La Modernité a fait fausse route en mettant l’homme, et non le monde, au centre de ses réflexions, avait diagnostiqué Hannah Arendt dès le milieu du XXe siècle. Il en a découlé près de trois siècles d’un anthropomorphisme qui a surtout servi d’œillères pour la civilisation occidentale. Ses leaders religieux, scientifiques, politiques puis économiques ont orchestré l’exploitation du globe terrestre avec une voracité telle qu’aucune civilisation ne l’avait jamais réalisée et systématisée ainsi, et ceci à une échelle planétaire. Peut-être la Modernité n’avait-elle pas imaginé, au départ, les implications mortifères de sa rationalité. Mais c’est à présent clair : il n’y a plus de Terre capable de supporter l’idéal de progrès promu par l’Occident depuis plus de deux siècles. Les notions de développement et d’émancipation sont frappées d’inanité, elles deviennent creuses. Le rêve est brisé, notamment, pour une grande partie de l’humanité qui prend conscience qu’elle ne pourra jamais participer à la fête que lui avait promise l’Occident pour lui faire abandonner ses traditions et ses cultures ancestrales.
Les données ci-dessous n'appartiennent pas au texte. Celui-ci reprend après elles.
//! In-memory ledger and journal backed by concurrent skip lists.
//!
//! [`MemoryStore`] is a reference implementation of [`SnapshotProvider`]:
//! the ledger maps encoded [`LedgerKey`]s to bincode [`LedgerValue`]s and the
//! journal maps `(sqn, key)` to object bodies. A snapshot copies both maps
//! under an exclusive lock, so it sees every completed write and none of the
//! in-flight ones. Every snapshot open and close is counted, which lets tests
//! assert that queries release what they acquire.

use std::ops::Bound;
use std::sync::{
    atomic::{AtomicBool, AtomicU64, AtomicUsize, Ordering},
    Arc, RwLock, RwLockReadGuard, RwLockWriteGuard,
};

use crossbeam_skiplist::SkipMap;

use super::{
    filter::RangeFilter, JournalSnapshot, KeyCheck, LedgerIter, LedgerSnapshot, Snapshot,
    SnapshotProvider, SnapshotScope,
};
use crate::encoding::{bincode, keycode::encode_range, Key};
use crate::error::{Error, Result};
use crate::hasher::content_hash;
use crate::ledger::{self, JournalKey, LedgerKey, LedgerValue, Status, Tag, Timestamp};
use crate::tictac::SegmentFilter;

/// Snapshot open/close counts.
#[derive(Debug, Clone, Copy, Default, PartialEq, Eq)]
pub struct SnapshotStats {
    pub ledger_opened: usize,
    pub ledger_closed: usize,
    pub journal_opened: usize,
    pub journal_closed: usize,
}

impl SnapshotStats {
    /// Snapshots acquired but not yet released.
    pub fn open(&self) -> usize {
        self.ledger_opened.saturating_sub(self.ledger_closed)
            + self.journal_opened.saturating_sub(self.journal_closed)
    }
}

#[derive(Debug, Default)]
struct Counters {
    ledger_opened: AtomicUsize,
    ledger_closed: AtomicUsize,
    journal_opened: AtomicUsize,
    journal_closed: AtomicUsize,
}

/// Optional attributes of a write.
#[derive(Debug, Clone, Default)]
pub struct ObjectMeta {
    pub metadata: Vec<u8>,
    pub expires: Option<Timestamp>,
    /// Defaults to the current time when `None`.
    pub last_modified: Option<Timestamp>,
    /// `(field, term)` index entries pointing at this object.
    pub indexes: Vec<(Vec<u8>, Vec<u8>)>,
}

pub struct MemoryStore {
    ledger: SkipMap<Vec<u8>, Vec<u8>>,
    journal: SkipMap<Vec<u8>, Vec<u8>>,
    next_sqn: AtomicU64,
    closed: AtomicBool,
    // Writers share, snapshots exclude.
    snapshot_lock: RwLock<()>,
    counters: Arc<Counters>,
}

impl MemoryStore {
    pub fn new() -> Self {
        Self {
            ledger: SkipMap::new(),
            journal: SkipMap::new(),
            next_sqn: AtomicU64::new(1),
            closed: AtomicBool::new(false),
            snapshot_lock: RwLock::new(()),
            counters: Arc::new(Counters::default()),
        }
    }

    /// Stores an object with default attributes. Returns its sequence number.
    pub fn put(&self, tag: Tag, bucket: &[u8], key: &[u8], object: Vec<u8>) -> Result<u64> {
        self.put_object(tag, bucket, key, object, ObjectMeta::default())
    }

    /// Stores an object that stops being active after `expires`.
    pub fn put_with_ttl(
        &self,
        tag: Tag,
        bucket: &[u8],
        key: &[u8],
        object: Vec<u8>,
        expires: Timestamp,
    ) -> Result<u64> {
        let meta = ObjectMeta {
            expires: Some(expires),
            ..Default::default()
        };
        self.put_object(tag, bucket, key, object, meta)
    }

    /// Stores a standard object together with its `(field, term)` index
    /// entries, all under one sequence number.
    pub fn put_indexed(
        &self,
        bucket: &[u8],
        key: &[u8],
        object: Vec<u8>,
        indexes: Vec<(Vec<u8>, Vec<u8>)>,
    ) -> Result<u64> {
        let meta = ObjectMeta {
            indexes,
            ..Default::default()
        };
        self.put_object(Tag::Std, bucket, key, object, meta)
    }

    pub fn put_object(
        &self,
        tag: Tag,
        bucket: &[u8],
        key: &[u8],
        object: Vec<u8>,
        meta: ObjectMeta,
    ) -> Result<u64> {
        check_object_tag(tag)?;
        if tag != Tag::Std && !meta.indexes.is_empty() {
            return Err(Error::InvalidOperation(format!(
                "index entries need a {:?} object, got {:?}",
                Tag::Std,
                tag
            )));
        }
        let _write = self.write_guard()?;
        let sqn = self.next_sqn.fetch_add(1, Ordering::SeqCst);
        let ledger_key = LedgerKey::object(tag, bucket, key);
        let value = LedgerValue {
            sqn,
            status: Status::Active {
                expires: meta.expires,
            },
            hash: content_hash(&object),
            size: object.len() as u64,
            last_modified: meta.last_modified.unwrap_or_else(ledger::now),
            metadata: meta.metadata,
        };

        for (field, term) in &meta.indexes {
            let index_value = LedgerValue {
                hash: content_hash(term),
                size: 0,
                metadata: Vec::new(),
                ..value.clone()
            };
            self.ledger.insert(
                LedgerKey::index(bucket, field.as_slice(), term.as_slice(), key).encode(),
                bincode::serialize(&index_value)?,
            );
        }

        self.journal
            .insert(journal_key_bytes(sqn, &ledger_key), object);
        self.ledger
            .insert(ledger_key.encode(), bincode::serialize(&value)?);
        Ok(sqn)
    }

    /// Replaces the ledger entry with a tombstone.
    pub fn delete(&self, tag: Tag, bucket: &[u8], key: &[u8]) -> Result<u64> {
        check_object_tag(tag)?;
        self.tombstone(LedgerKey::object(tag, bucket, key))
    }

    /// Replaces an index entry with a tombstone.
    pub fn remove_index(&self, bucket: &[u8], field: &[u8], term: &[u8], key: &[u8]) -> Result<u64> {
        self.tombstone(LedgerKey::index(bucket, field, term, key))
    }

    fn tombstone(&self, ledger_key: LedgerKey) -> Result<u64> {
        let _write = self.write_guard()?;
        let sqn = self.next_sqn.fetch_add(1, Ordering::SeqCst);
        let value = LedgerValue {
            sqn,
            status: Status::Tombstone,
            hash: 0,
            size: 0,
            last_modified: ledger::now(),
            metadata: Vec::new(),
        };
        self.ledger
            .insert(ledger_key.encode(), bincode::serialize(&value)?);
        Ok(sqn)
    }

    /// Drops every journal entry written with `sqn`, as journal compaction
    /// would. The ledger is left untouched. Returns whether anything was
    /// removed.
    pub fn compact_journal(&self, sqn: u64) -> bool {
        let start = Bound::Included(sqn.to_be_bytes().to_vec());
        let end = match sqn.checked_add(1) {
            Some(next) => Bound::Excluded(next.to_be_bytes().to_vec()),
            None => Bound::Unbounded,
        };
        let doomed: Vec<Vec<u8>> = self
            .journal
            .range((start, end))
            .map(|entry| entry.key().clone())
            .collect();
        for key in &doomed {
            self.journal.remove(key);
        }
        !doomed.is_empty()
    }

    /// Refuses all further writes and snapshots.
    pub fn close(&self) {
        self.closed.store(true, Ordering::SeqCst);
    }

    pub fn is_closed(&self) -> bool {
        self.closed.load(Ordering::SeqCst)
    }

    pub fn stats(&self) -> SnapshotStats {
        // Closes are read before opens so a concurrent release never shows
        // more closed than opened.
        let ledger_closed = self.counters.ledger_closed.load(Ordering::SeqCst);
        let journal_closed = self.counters.journal_closed.load(Ordering::SeqCst);
        SnapshotStats {
            ledger_opened: self.counters.ledger_opened.load(Ordering::SeqCst),
            ledger_closed,
            journal_opened: self.counters.journal_opened.load(Ordering::SeqCst),
            journal_closed,
        }
    }

    fn write_guard(&self) -> Result<RwLockReadGuard<'_, ()>> {
        if self.is_closed() {
            return Err(Error::StoreClosed);
        }
        self.snapshot_lock
            .read()
            .map_err(|_| Error::InvalidState("snapshot lock poisoned".to_string()))
    }

    fn snapshot_guard(&self) -> Result<RwLockWriteGuard<'_, ()>> {
        if self.is_closed() {
            return Err(Error::StoreClosed);
        }
        self.snapshot_lock
            .write()
            .map_err(|_| Error::InvalidState("snapshot lock poisoned".to_string()))
    }
}

impl Default for MemoryStore {
    fn default() -> Self {
        Self::new()
    }
}

fn copy_map(map: &SkipMap<Vec<u8>, Vec<u8>>) -> SkipMap<Vec<u8>, Vec<u8>> {
    let copy = SkipMap::new();
    for entry in map.iter() {
        copy.insert(entry.key().clone(), entry.value().clone());
    }
    copy
}

/// Journal entries sort by sequence number first.
fn journal_key_bytes(sqn: u64, key: &LedgerKey) -> Vec<u8> {
    let mut bytes = sqn.to_be_bytes().to_vec();
    bytes.extend_from_slice(&key.encode());
    bytes
}

impl SnapshotProvider for MemoryStore {
    fn snapshot(&self, scope: SnapshotScope) -> Result<Snapshot> {
        let _exclusive = self.snapshot_guard()?;

        let ledger = MemoryLedgerSnapshot {
            data: copy_map(&self.ledger),
            closed: AtomicBool::new(false),
            counters: Arc::clone(&self.counters),
        };
        self.counters.ledger_opened.fetch_add(1, Ordering::SeqCst);

        let journal = if scope.needs_journal() {
            self.counters.journal_opened.fetch_add(1, Ordering::SeqCst);
            Some(Arc::new(MemoryJournalSnapshot {
                data: copy_map(&self.journal),
                closed: AtomicBool::new(false),
                counters: Arc::clone(&self.counters),
            }) as Arc<dyn JournalSnapshot>)
        } else {
            None
        };

        tracing::debug!(
            ledger_entries = ledger.data.len(),
            journal = journal.is_some(),
            "Memory snapshot taken"
        );

        Ok(Snapshot {
            ledger: Box::new(ledger),
            journal,
        })
    }
}

struct MemoryLedgerSnapshot {
    data: SkipMap<Vec<u8>, Vec<u8>>,
    closed: AtomicBool,
    counters: Arc<Counters>,
}

impl LedgerSnapshot for MemoryLedgerSnapshot {
    fn scan<'a>(
        &'a self,
        start: &LedgerKey,
        end: &LedgerKey,
        segments: Option<&SegmentFilter>,
    ) -> Result<LedgerIter<'a>> {
        if self.closed.load(Ordering::SeqCst) {
            return Err(Error::SnapshotClosed);
        }

        let (lower, upper) = encode_range(start, end);
        let raw = self
            .data
            .range((lower.clone(), Bound::Unbounded))
            .map(|entry| (entry.key().clone(), entry.value().clone()));
        Ok(Box::new(RangeFilter::new(
            raw,
            (lower, upper),
            segments.cloned(),
        )))
    }

    fn close(&self) {
        if !self.closed.swap(true, Ordering::SeqCst) {
            self.counters.ledger_closed.fetch_add(1, Ordering::SeqCst);
        }
    }
}

struct MemoryJournalSnapshot {
    data: SkipMap<Vec<u8>, Vec<u8>>,
    closed: AtomicBool,
    counters: Arc<Counters>,
}

impl MemoryJournalSnapshot {
    fn ensure_open(&self) -> Result<()> {
        if self.closed.load(Ordering::SeqCst) {
            return Err(Error::SnapshotClosed);
        }
        Ok(())
    }
}

impl JournalSnapshot for MemoryJournalSnapshot {
    fn key_check(&self, key: &LedgerKey, sqn: u64) -> Result<KeyCheck> {
        self.ensure_open()?;
        Ok(if self.data.contains_key(&journal_key_bytes(sqn, key)) {
            KeyCheck::Present
        } else {
            KeyCheck::Missing
        })
    }

    fn fetch(&self, key: &JournalKey) -> Result<Option<Vec<u8>>> {
        self.ensure_open()?;
        Ok(self
            .data
            .get(&journal_key_bytes(key.sqn, &key.key))
            .map(|entry| entry.value().clone()))
    }

    fn close(&self) {
        if !self.closed.swap(true, Ordering::SeqCst) {
            self.counters.journal_closed.fetch_add(1, Ordering::SeqCst);
        }
    }
}

fn check_object_tag(tag: Tag) -> Result<()> {
    match tag {
        Tag::Index => Err(Error::InvalidOperation(
            "index entries are written through their object".to_string(),
        )),
        Tag::Head | Tag::Std => Ok(()),
    }
}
La priorité consiste à rehausser le niveau de conscience collective à propos des enjeux contemporains de civilisation – expliquer en quoi ils sont devenus des questions de subsistance. Il s’agit de compléter la configuration cosmopolitique contemporaine, bien réelle dans les faits, notamment dans l’économie mondialisée du XXIe siècle, d’une véritable conscience cosmopolitique. Mais cette fois, il faudra opérer cette mutation sans recourir à la désignation d’un ennemi commun. Par exemple, désigner comme ennemi le capitalisme ne suffira pas. Bien sûr, l’organisation capitaliste de l’économie mondiale est la principale responsable du saccage de la nature et d’une grande partie des impasses stratégiques contemporaines. Mais le capitalisme n’est que l’expression, la mise en œuvre d’une idéologie du progrès et de la démesure dont il faut comprendre les ressorts si l’on souhaite pouvoir en désamorcer les causes profondes. D’ailleurs, ce n’est pas d’une victoire au sens classique que nous avons besoin. Il s’agit, pour la première fois dans l’histoire humaine, d’envisager une intégration et une évolution qui ne reposent pas sur le binôme ami-ennemi. Certes, d’un point de vue historique, l’invention de l’État-nation avait permis une relative stabilisation des relations humaines jusqu’à nos jours. Mais ce concept se révèle inadapté à la résolution des enjeux planétaires qu’il s’agit d’affronter aujourd’hui. Il s’agit de coopérer entre amis, alors même que nous n’avons plus réellement d’ennemis identifiés – situation nouvelle et pour laquelle nos dispositifs politiques sont mal outillés.